Elasticsearch versions 1.4.2 and earlier vulnerable to malware infections

Two old vulnerabilities were exploited, allegedly by Chinese hackers

The Cisco network security and ethical hacking teams recently detected intrusions from malicious hackers by targeting Elasticsearch clusters to exploit previously reported vulnerabilities to perform various malicious actions such as malware injection and cryptocurrency mining, reported experts from the International Institute of Cyber Security.

“Hackers are attacking users in versions 1.4.2 and earlier,” the network security experts mentioned, after posting a report of the activity detected by a honeypot.

Given the techniques of attack used, experts believe that this group of hackers could be originating in China. In the attack were exploited two vulnerabilities discovered in the years 2014 and 2015, used to pass scripts to the search queries, which allowed OS hackers to access the older computers and deploy the payload. Elasticsearch 1.4.2 was released at the end of 2014.

“The 2014 vulnerability (CVE-2014-3120) allows attackers to execute arbitrary MVEL expressions, while the 2015 vulnerability (CVE-2015-1427) allows hackers to bypass sandbox environments to run arbitrary shell commands through a complex script,” network security experts mention.

Security teams added: “The first payload delivered invokes wget to download a bash script, while the second uses a confusing JavaScript to invoke bash and download the same script with wget.

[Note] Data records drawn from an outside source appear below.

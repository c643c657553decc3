//! End-to-end measurement of synthetic watch recordings.
//!
//! These tests run the full engine over generated tick trains and check
//! the published snapshots:
//! - beat rate guessing against the standard table
//! - daily rate sign and size for an off-rate movement
//! - beat error, amplitude band and recovered tick events
//! - the machine calibration correction applied to the daily rate

use std::sync::Arc;
use std::thread;
use std::time::Duration;

use tickscope::{AudioSource, Engine, EngineConfig, SharedAudioRing, Snapshot, TimingParams};

const RATE: u32 = 12_000;

fn test_config() -> EngineConfig {
    EngineConfig {
        sample_rate: RATE,
        base_window_seconds: 2,
        resolution_steps: 2,
        event_capacity: 128,
        calibration_capacity: 600,
    }
}

/// Tick train for a movement with a full cycle of `period` samples: the
/// louder tic at `tic_phase` of each cycle, the quieter toc at
/// `toc_phase`, both 12-sample alternating transients.
fn watch_train(len: usize, period: f64, tic_phase: usize, toc_phase: usize) -> Vec<f32> {
    let mut samples = vec![0.0f32; len];
    let mut cycle = 0.0f64;
    loop {
        let base = cycle.round() as usize;
        if base + toc_phase + 12 >= len {
            break;
        }
        for d in 0..12 {
            let sign = if d % 2 == 0 { 1.0 } else { -1.0 };
            samples[base + tic_phase + d] = sign;
            samples[base + toc_phase + d] = 0.8 * sign;
        }
        cycle += period;
    }
    samples
}

fn start_engine(config: EngineConfig) -> (Arc<SharedAudioRing>, Engine) {
    let ring = Arc::new(SharedAudioRing::new(config.largest_window_samples(), 1));
    let engine = Engine::start(Arc::clone(&ring) as Arc<dyn AudioSource>, config);
    (ring, engine)
}

fn wait_for<T>(what: &str, mut probe: impl FnMut() -> Option<T>) -> T {
    for _ in 0..500 {
        if let Some(value) = probe() {
            return value;
        }
        thread::sleep(Duration::from_millis(10));
    }
    panic!("timed out waiting for {what}");
}

fn measure(signal: &[f32], params: TimingParams) -> Arc<Snapshot> {
    let (ring, engine) = start_engine(test_config());
    ring.append(signal);
    engine.request_recompute(params);
    let snap = wait_for("a published snapshot", || {
        engine
            .current_snapshot()
            .filter(|s| s.end_timestamp == signal.len() as u64)
    });
    engine.shutdown();
    snap
}

/// A movement dead on 21,600 bph: every published figure should match
/// the construction.
#[test]
fn test_nominal_watch_measurement() {
    // Cycle of 4000 samples, tic->toc spacing 1900: 100 samples of beat
    // error against the 2000-sample half period.
    let signal = watch_train(48_000, 4_000.0, 1_200, 3_100);
    let snap = measure(&signal, TimingParams::default());

    assert!(!snap.is_old);
    assert_eq!(snap.window_len, 48_000, "the largest locked window wins");
    assert!(
        (snap.period - 4_000.0).abs() < 1.0,
        "period {} should land on 4000",
        snap.period
    );
    assert_eq!(snap.guessed_bph, 21_600.0);
    assert!(
        snap.day_rate.abs() < 5.0,
        "a nominal movement should read near zero, got {} s/day",
        snap.day_rate
    );
    assert!(
        (snap.beat_error_ms() - 8.33).abs() < 0.4,
        "beat error should be 100 samples = 8.33 ms, got {}",
        snap.beat_error_ms()
    );

    let amplitude = snap.amplitude.expect("amplitude should be measurable");
    assert!(
        (135.0..360.0).contains(&amplitude),
        "amplitude {} outside the plausible band",
        amplitude
    );
    assert!(snap.tic_width > 0.0 && snap.toc_width > 0.0);

    // Tic and toc sit 1900 samples apart whichever one was labeled first.
    let d = (snap.toc - snap.tic).rem_euclid(snap.period);
    let spread = d.min(snap.period - d);
    assert!(
        (spread - 1_900.0).abs() < 40.0,
        "tic/toc spread {} should be near 1900",
        spread
    );

    // The folded waveform covers one cycle.
    assert!(
        (3_999..=4_001).contains(&snap.waveform.len()),
        "waveform holds one period, got {} bins",
        snap.waveform.len()
    );

    // Recovered events walk the beat grid.
    assert!(
        snap.events.len() >= 10,
        "expected a dozen events, got {}",
        snap.events.len()
    );
    for pair in snap.events.windows(2) {
        let gap = pair[1] - pair[0];
        assert!(
            (1_700..2_300).contains(&gap),
            "event gap {} strays from the beat grid",
            gap
        );
    }
}

/// Tocs exactly half a cycle after the tics: the spacing detector must
/// read half the period and the beat error must vanish.
#[test]
fn test_even_beat_reads_zero_beat_error() {
    let signal = watch_train(48_000, 4_000.0, 1_200, 3_200);
    let snap = measure(&signal, TimingParams::default());

    assert!(
        (snap.period - 4_000.0).abs() < 1.0,
        "period {} should land on 4000",
        snap.period
    );
    assert!(
        snap.beat_error_ms() < 0.5,
        "an even beat should read near zero, got {} ms",
        snap.beat_error_ms()
    );
    let d = (snap.toc - snap.tic).rem_euclid(snap.period);
    let spread = d.min(snap.period - d);
    assert!(
        (spread - 2_000.0).abs() < 10.0,
        "tic/toc spread {} should be half the period",
        spread
    );
}

/// A movement beating slightly short of its nominal period reads fast,
/// and the standard-rate table still recognizes it as 21,600 bph.
#[test]
fn test_fast_watch_reads_positive_day_rate() {
    let signal = watch_train(48_000, 3_996.0, 1_200, 3_100);
    let snap = measure(&signal, TimingParams::default());

    assert_eq!(
        snap.guessed_bph, 21_600.0,
        "4 samples off nominal is well inside the snap band"
    );
    // 86400 * (4000/3996 - 1) = +86.5 s/day.
    assert!(
        (80.0..95.0).contains(&snap.day_rate),
        "expected roughly +86 s/day, got {}",
        snap.day_rate
    );
}

/// The machine calibration parameter moves the daily rate by its own
/// value: a capture clock known to run 5 s/day fast means the movement
/// is 5 s/day faster than the raw reading.
#[test]
fn test_calibration_parameter_shifts_day_rate() {
    let signal = watch_train(48_000, 3_996.0, 1_200, 3_100);
    let (ring, engine) = start_engine(test_config());
    ring.append(&signal);

    let raw = TimingParams::default();
    engine.request_recompute(raw);
    let uncorrected = wait_for("the uncorrected snapshot", || {
        engine
            .current_snapshot()
            .filter(|s| s.params.calibration == 0.0)
    });

    let corrected_params = TimingParams {
        calibration: 5.0,
        ..raw
    };
    engine.request_recompute(corrected_params);
    let corrected = wait_for("the corrected snapshot", || {
        engine
            .current_snapshot()
            .filter(|s| s.params.calibration == 5.0)
    });
    engine.shutdown();

    let shift = corrected.day_rate - uncorrected.day_rate;
    assert!(
        (shift - 5.0).abs() < 0.1,
        "a 5 s/day calibration should shift the rate by 5 s/day, got {}",
        shift
    );
}

/// Silence never publishes anything.
#[test]
fn test_silence_publishes_nothing() {
    let (ring, engine) = start_engine(test_config());
    ring.append(&vec![0.0f32; 48_000]);
    engine.request_recompute(TimingParams::default());

    // Give the worker ample time to run the cycle and fail it.
    for _ in 0..50 {
        assert!(
            engine.current_snapshot().is_none(),
            "silence must not produce a snapshot"
        );
        thread::sleep(Duration::from_millis(10));
    }
    engine.shutdown();
}
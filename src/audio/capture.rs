// CaptureStream - cpal microphone capture into the shared ring
//
// The cpal callback must stay allocation-free and lock-free, so samples
// hop through an rtrb ring to a feeder thread, and the feeder alone talks
// to the mutex-guarded analysis ring.
//
// Devices report their own rates; the capture picks an integer decimation
// that brings the device rate down to (or near) the requested analysis
// rate, and the caller reads back the effective rate actually in use.

use std::sync::atomic::{AtomicBool, Ordering};
use std::sync::Arc;
use std::thread::{self, JoinHandle};
use std::time::Duration;

use cpal::traits::{DeviceTrait, HostTrait, StreamTrait};

use crate::audio::SharedAudioRing;
use crate::error::CaptureError;

/// How many raw samples the callback-to-feeder ring holds. One second at
/// 192 kHz covers every device cpal will reasonably hand us.
const QUEUE_SAMPLES: usize = 192_000;
/// Feeder batch size; small enough to keep ring latency low.
const FEED_CHUNK: usize = 4_096;

pub struct CaptureStream {
    stream: Option<cpal::Stream>,
    feeder: Option<JoinHandle<()>>,
    stop: Arc<AtomicBool>,
    analysis_rate: u32,
}

impl CaptureStream {
    /// Open the default input device and start feeding a new ring.
    ///
    /// `target_rate` is the analysis rate the caller would like;
    /// `history_seconds` how much audio the ring must retain, which is
    /// the largest analysis window. Returns the running capture plus the
    /// ring the engine should read from. The effective analysis rate is
    /// the device rate divided by the chosen decimation and may differ
    /// from `target_rate`; hand [`analysis_rate`](Self::analysis_rate)
    /// to the engine config.
    pub fn start(
        target_rate: u32,
        history_seconds: u32,
    ) -> Result<(Self, Arc<SharedAudioRing>), CaptureError> {
        let host = cpal::default_host();
        let device = host.default_input_device().ok_or(CaptureError::NoDevice)?;
        let config = device.default_input_config()?;

        let stream_config: cpal::StreamConfig = config.clone().into();
        let channel_count = (stream_config.channels as usize).max(1);
        let device_rate = stream_config.sample_rate.0;
        let decimation = (device_rate / target_rate.max(1)).max(1);
        let analysis_rate = device_rate / decimation;

        log::info!(
            "[Capture] device '{}' at {} Hz, {} channels, decimating by {} to {} Hz",
            device.name().unwrap_or_else(|_| "unknown".to_string()),
            device_rate,
            channel_count,
            decimation,
            analysis_rate
        );

        // Sized after decimation is known, so a device running at an
        // unexpected rate still retains full windows.
        let capacity = (history_seconds as usize).max(1) * analysis_rate as usize;
        let ring = Arc::new(SharedAudioRing::new(capacity, decimation));
        let (mut producer, mut consumer) = rtrb::RingBuffer::<f32>::new(QUEUE_SAMPLES);

        let err_fn = |err| log::error!("[Capture] input stream error: {}", err);
        let stream = match config.sample_format() {
            cpal::SampleFormat::F32 => device.build_input_stream(
                &stream_config,
                move |data: &[f32], _: &cpal::InputCallbackInfo| {
                    // De-interleave: take first channel. On overflow drop
                    // the tail; the feeder is behind anyway.
                    for frame in data.chunks(channel_count) {
                        if producer.push(frame[0]).is_err() {
                            break;
                        }
                    }
                },
                err_fn,
                None,
            )?,
            format => return Err(CaptureError::UnsupportedFormat(format)),
        };

        let stop = Arc::new(AtomicBool::new(false));
        let feeder = {
            let ring = Arc::clone(&ring);
            let stop = Arc::clone(&stop);
            thread::spawn(move || {
                let mut chunk = Vec::with_capacity(FEED_CHUNK);
                while !stop.load(Ordering::Relaxed) {
                    chunk.clear();
                    while chunk.len() < FEED_CHUNK {
                        match consumer.pop() {
                            Ok(sample) => chunk.push(sample),
                            Err(_) => break,
                        }
                    }
                    if chunk.is_empty() {
                        thread::sleep(Duration::from_millis(1));
                    } else {
                        ring.append(&chunk);
                    }
                }
                log::debug!("[Capture] feeder thread exiting");
            })
        };

        stream.play()?;

        Ok((
            Self {
                stream: Some(stream),
                feeder: Some(feeder),
                stop,
                analysis_rate,
            },
            ring,
        ))
    }

    /// Effective analysis rate after decimation.
    pub fn analysis_rate(&self) -> u32 {
        self.analysis_rate
    }

    /// Stop the device stream and join the feeder.
    pub fn stop(&mut self) {
        self.stop.store(true, Ordering::Relaxed);
        // Dropping the cpal stream stops the callback.
        self.stream = None;
        if let Some(handle) = self.feeder.take() {
            let _ = handle.join();
        }
    }
}

impl Drop for CaptureStream {
    fn drop(&mut self) {
        self.stop();
    }
}
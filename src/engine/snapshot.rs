// Snapshot - one immutable set of published results
//
// The worker builds a fresh Snapshot each cycle from whichever resolution
// window locked; consumers hold an Arc to it for as long as they like.
// Serialization is the wire format: the CLI prints these as JSON lines.

use serde::Serialize;

use crate::analysis::ProcessingBuffer;
use crate::config::TimingParams;

/// Beat rates, in beats per hour, of common production movements.
const STANDARD_BPH: [f64; 10] = [
    12_000.0, 14_400.0, 18_000.0, 19_800.0, 21_600.0, 25_200.0, 28_800.0, 36_000.0, 43_200.0,
    72_000.0,
];
/// A measured rate within this fraction of a standard one snaps to it.
const BPH_SNAP_RATIO: f64 = 0.03;

/// Everything one analysis cycle learned, frozen for consumers.
#[derive(Debug, Clone, Serialize)]
pub struct Snapshot {
    /// Analysis sample rate in Hz.
    pub sample_rate: u32,
    /// Length of the window behind these results, in samples.
    pub window_len: usize,
    /// Absolute sample count at the end of that window.
    pub end_timestamp: u64,
    /// Beat period in fractional samples (one tic plus one toc).
    pub period: f64,
    /// Spread of the per-cycle period estimates, in samples.
    pub sigma: f64,
    /// Beat error in samples.
    pub beat_error: f64,
    /// Tic offset within the folded waveform, in samples.
    pub tic: f64,
    /// Toc offset within the folded waveform, in samples.
    pub toc: f64,
    /// Tic pulse width in samples.
    pub tic_width: f64,
    /// Toc pulse width in samples.
    pub toc_width: f64,
    /// Balance amplitude in degrees, when it could be measured.
    pub amplitude: Option<f64>,
    /// Beats per hour: the user's override, or the measured rate snapped
    /// to the nearest standard movement.
    pub guessed_bph: f64,
    /// Daily rate in seconds per day; positive runs fast.
    pub day_rate: f64,
    /// The folded waveform, one period long.
    pub waveform: Vec<f32>,
    /// Newest recovered tick timestamps, ascending, bounded in length.
    pub events: Vec<u64>,
    /// True when no window locked this cycle and these are the previous
    /// results republished.
    pub is_old: bool,
    /// Parameters the cycle ran with.
    pub params: TimingParams,
}

/// Measured beats per hour for a period in samples.
pub fn measured_bph(period: f64, sample_rate: u32) -> f64 {
    if period <= 0.0 {
        return 0.0;
    }
    7_200.0 * sample_rate as f64 / period
}

/// Snap a measured rate to the nearest standard movement rate, or round it
/// to a whole number when nothing standard is close.
pub fn guess_bph(measured: f64) -> f64 {
    for &standard in STANDARD_BPH.iter() {
        if (measured - standard).abs() <= BPH_SNAP_RATIO * standard {
            return standard;
        }
    }
    measured.round()
}

/// Daily rate in seconds per day for a measured period against a nominal
/// rate, with the capture clock drift folded in.
///
/// `calibration` is the capture clock's own error in seconds per day, as
/// measured by the drift calibration; it corrects the effective sample
/// rate before the watch is judged.
pub fn day_rate(period: f64, sample_rate: u32, bph: f64, calibration: f64) -> f64 {
    if period <= 0.0 || bph <= 0.0 {
        return 0.0;
    }
    let effective_rate = sample_rate as f64 * (1.0 + calibration / 86_400.0);
    let nominal_period = 7_200.0 / bph;
    86_400.0 * (nominal_period * effective_rate / period - 1.0)
}

impl Snapshot {
    /// Freeze the results of `buf` under `params`.
    pub fn from_buffer(buf: &ProcessingBuffer, params: &TimingParams, event_capacity: usize) -> Self {
        let bph = if params.bph > 0.0 {
            params.bph
        } else {
            guess_bph(measured_bph(buf.period, buf.sample_rate))
        };

        let skip = buf.events.len().saturating_sub(event_capacity);
        Self {
            sample_rate: buf.sample_rate,
            window_len: buf.window_len,
            end_timestamp: buf.end_timestamp,
            period: buf.period,
            sigma: buf.sigma,
            beat_error: buf.beat_error,
            tic: buf.tic,
            toc: buf.toc,
            tic_width: buf.tic_width,
            toc_width: buf.toc_width,
            amplitude: buf.amplitude,
            guessed_bph: bph,
            day_rate: day_rate(buf.period, buf.sample_rate, bph, params.calibration),
            waveform: buf.folded.clone(),
            events: buf.events[skip..].to_vec(),
            is_old: false,
            params: *params,
        }
    }

    /// Beat error in milliseconds, for display.
    pub fn beat_error_ms(&self) -> f64 {
        1_000.0 * self.beat_error / self.sample_rate as f64
    }
}

#[cfg(test)]
mod tests {
    use super::*;

    #[test]
    fn test_guess_snaps_within_three_percent() {
        assert_eq!(guess_bph(21_600.0), 21_600.0);
        assert_eq!(guess_bph(21_600.0 * 1.02), 21_600.0);
        assert_eq!(guess_bph(28_800.0 * 0.98), 28_800.0);
        // 16000 sits between 14400 (+11%) and 18000 (-11%).
        assert_eq!(guess_bph(16_000.4), 16_000.0);
    }

    #[test]
    fn test_day_rate_sign_follows_the_watch() {
        let rate = 44_100;
        // 21600 bph: a nominal period is a third of a second.
        let nominal = 7_200.0 / 21_600.0 * rate as f64;
        assert!(day_rate(nominal, rate, 21_600.0, 0.0).abs() < 1e-9);

        // A short period means the watch beats fast: positive rate.
        let fast = day_rate(nominal * 0.9999, rate, 21_600.0, 0.0);
        assert!(fast > 8.0 && fast < 9.0, "0.01% fast is 8.64 s/day, got {}", fast);

        let slow = day_rate(nominal * 1.0001, rate, 21_600.0, 0.0);
        assert!(slow < -8.0 && slow > -9.0, "got {}", slow);
    }

    #[test]
    fn test_calibration_cancels_capture_drift() {
        let rate = 44_100;
        // The capture clock runs 5 s/day fast, so a perfect watch appears
        // to beat 5 s/day fast as well; the calibration term removes it.
        let drift = 5.0;
        let apparent_period = 7_200.0 / 21_600.0 * rate as f64 * (1.0 + drift / 86_400.0);
        let corrected = day_rate(apparent_period, rate, 21_600.0, drift);
        assert!(
            corrected.abs() < 1e-6,
            "calibrated rate should cancel, got {}",
            corrected
        );
        let uncorrected = day_rate(apparent_period, rate, 21_600.0, 0.0);
        assert!((uncorrected + drift).abs() < 0.001, "got {}", uncorrected);
    }

    #[test]
    fn test_snapshot_honors_bph_override_and_event_cap() {
        let mut buf = ProcessingBuffer::new(44_100, 88_200);
        buf.period = 14_700.0;
        buf.events = (0..300u64).map(|i| i * 7_350).collect();

        let auto = Snapshot::from_buffer(&buf, &TimingParams::default(), 128);
        assert_eq!(auto.guessed_bph, 21_600.0);
        assert_eq!(auto.events.len(), 128);
        assert_eq!(*auto.events.first().unwrap(), (300 - 128) * 7_350);
        assert!(!auto.is_old);

        let params = TimingParams {
            bph: 18_000.0,
            ..TimingParams::default()
        };
        let fixed = Snapshot::from_buffer(&buf, &params, 128);
        assert_eq!(fixed.guessed_bph, 18_000.0);
        // Judged against 18000 bph, a 21600 bph beat runs wildly fast.
        assert!(fixed.day_rate > 10_000.0);
    }
}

This is probably an attempt to make the exploit functional on multiple platforms.”

A Cisco official reported some of the incidents caused by this attack: “We have encountered cases of denial-of-service (DoS) attacks, cryptocurrency mining, and attempts to integrate compromised systems to botnets”.

Although the experts did not explicitly attribute the attack to Chinese hacker groups, in their report they specified that the numerical identifier of an account of the Chinese social network QQ was seen in one of the commands executed by one of the payloads of the attack.

“We analyzed the public account activity of 952135763 and found several posts related to cybersecurity and exploiting vulnerabilities, although we found nothing related to this particular attack. Although these details could provide information to find the hackers responsible for the attack, we do not yet have enough information to know the attackers,” the experts concluded.